Elisabeth Debourse, rédactrice en chef
Été 2001, 1, rue du Colonel-Pierre-Avia, Issy-les-Moulineaux. Bouclage du sixième numéro de Max Mode, automne-hiver 2001-2002. Directeur de la rédaction, Laurent Bon. Signatures : Paquita Paquin, Loïc Prigent, Stéphane Bern, Patrick Eudeline… Secrétaire de rédaction, moi. Rédacteur en chef de ce numéro, Alexandre Cammas. Je vois arriver le mec, 30 ans, cheveux bouclés, la bougeotte. Au bout de quinze jours, il me dit : « On fait un guide de bouffe à Nova, ça s’appelle le Fooding, ça t’amuserait ? » OK, ça m’amusera. Nova, ça fout un peu la trouille quand on sort d’un magazine de mode. Jean-François Bizot, la free press, la suite d’Actuel, que je vénérais dans les années 1970, la radio qui passe des trucs qui me dépassent. On m’avait prévenu : « Fais gaffe, à Nova, ils paient pas, et c’est le bordel. » Demi-fake news : ils paient. Et c’est vite réglé : 100 balles de l’heure.
Automne 2001, 33, rue du Faubourg-Saint-Antoine, Paris. Bouclage du #2 du guide Fooding. Un building bizarre béton-verre-lierre. Les milliers de vinyles de Radio Nova. Un accueil qui filtre pas tellement. L’ascenseur en panne deux jours sur trois, l’escalier qui sent la pisse (Bizot y laisse dormir un SDF). L’agitation permanente, Édouard Baer qui passe en gueulant des trucs dans un mégaphone, la fumée de tout ce qui se fume. Le bureau du Fooding, au 6e, une pièce de 15 m² avec une fenêtre en haut du mur, une table au milieu et des ordis dessus. À la direction artistique de ce guide 2002, Karel Balas (il créera Milk un peu plus tard) et Caroline Maillet, que Bizot appelle Mitaine parce qu’elle en porte, et moi Évreux, parce que j’en viens. Les journalistes qui apportent leurs disquettes : Emmanuel Rubin, Sébastien Demorand, Régis de Closets, François-Régis Gaudry… Les bouclages, c’est toujours boulot-boulot, mais là, c’est du romain : 1 000 adresses de restos, boîtes et bars parisiens et, cette année-là, pas de bol, des prix en francs avec leur équivalent en euros, à taper sur des claviers sans symbole €. Des Macs qui plantent, de l’impro. Bizot qui déboule de son perchoir au 7e pour un round de commentaires vers minuit, 1 heure, un gentil sabotage des trouvailles de Cammas, qui en a en réserve. Et pour fignoler le casse-tête, les descentes funky-terrorisantes de Jacques Massadian (ex-patron du Globo, ex-agent de Jamel Debbouze), chef de fabrication, promotion, développement : « Les mecs, si vous avez pas fini dans deux heures, votre putain de guide, il sortira jamais ! »
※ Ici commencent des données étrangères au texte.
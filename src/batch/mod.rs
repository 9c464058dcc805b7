//! Write batching and dependency ordering
//!
//! Receives the individual writes produced while saving or deleting a graph
//! of related records and decides whether each runs immediately or waits in
//! a buffer. Buffered work reaches the store grouped into statement batches,
//! ordered so that writes at a lower cascade depth run first.
//!
//! # Components
//!
//! - [`StatementBatch`]: bound parameter sets per statement text
//! - [`WriteRequest`]: a record write or a raw statement
//! - [`EntityWriteGroup`]: pending record writes of one root type at one depth
//! - [`BatchCoordinator`]: owns the groups and the statement batch of one
//!   transaction, resolves depths and drives flushes
//!
//! # Invariants Enforced
//!
//! - A group's depth never changes once assigned
//! - Raw statements execute before record writes in the same flush
//! - Groups execute in ascending depth; writes in a group in arrival order
//! - After a failed flush nothing stays buffered

mod config;
mod coordinator;
mod depth;
mod errors;
mod group;
mod request;
mod statement;

pub use config::{BatchConfig, DEFAULT_BATCH_SIZE, DEFAULT_BUFFER_CAP_MULTIPLIER};
pub use coordinator::{BatchCoordinator, CoordinatorState};
pub use depth::{by_depth, resolve_depth, DepthDecision, BASE_DEPTH};
pub use errors::{BatchError, BatchResult, Severity, StoreError};
pub use group::{EntityWriteGroup, GroupExecution};
pub use request::{RawStatement, RecordWrite, RequestId, RootType, WriteKind, WriteOutcome, WriteRequest};
pub use statement::{normalize_sql, FlushOutcome, StatementBatch};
Finalement, il est sorti, Jacques. Même quand Jean-François a arrêté Nova, et que le Fooding a trouvé refuge à Libé, puis au Nouvel Obs, même pendant le Covid, pour ses 20 ans. Même après le départ d’Alexandre Cammas.
Automne 2022, 327, rue Saint-Martin, Paris. Bouclage du vingt-troisième guide Fooding. Un immeuble haussmannien cossu, parquet, moulures, digicode, machine à café, viennoiseries, Mac dernière génération. Et pourtant encore une pièce surpeuplée de 15 m², avec Christine, Naïké, Thibault, les Choque Le Goff et Elisabeth. Qui m’a demandé d’écrire cette « petite bafouille sur la création d’un guide Fooding ». Mais qui a oublié de me demander si ça m’amuse toujours. Affirmatif !
Yves Nespoulous, secrétaire de rédaction du guide Fooding 1, 2, 3, 4…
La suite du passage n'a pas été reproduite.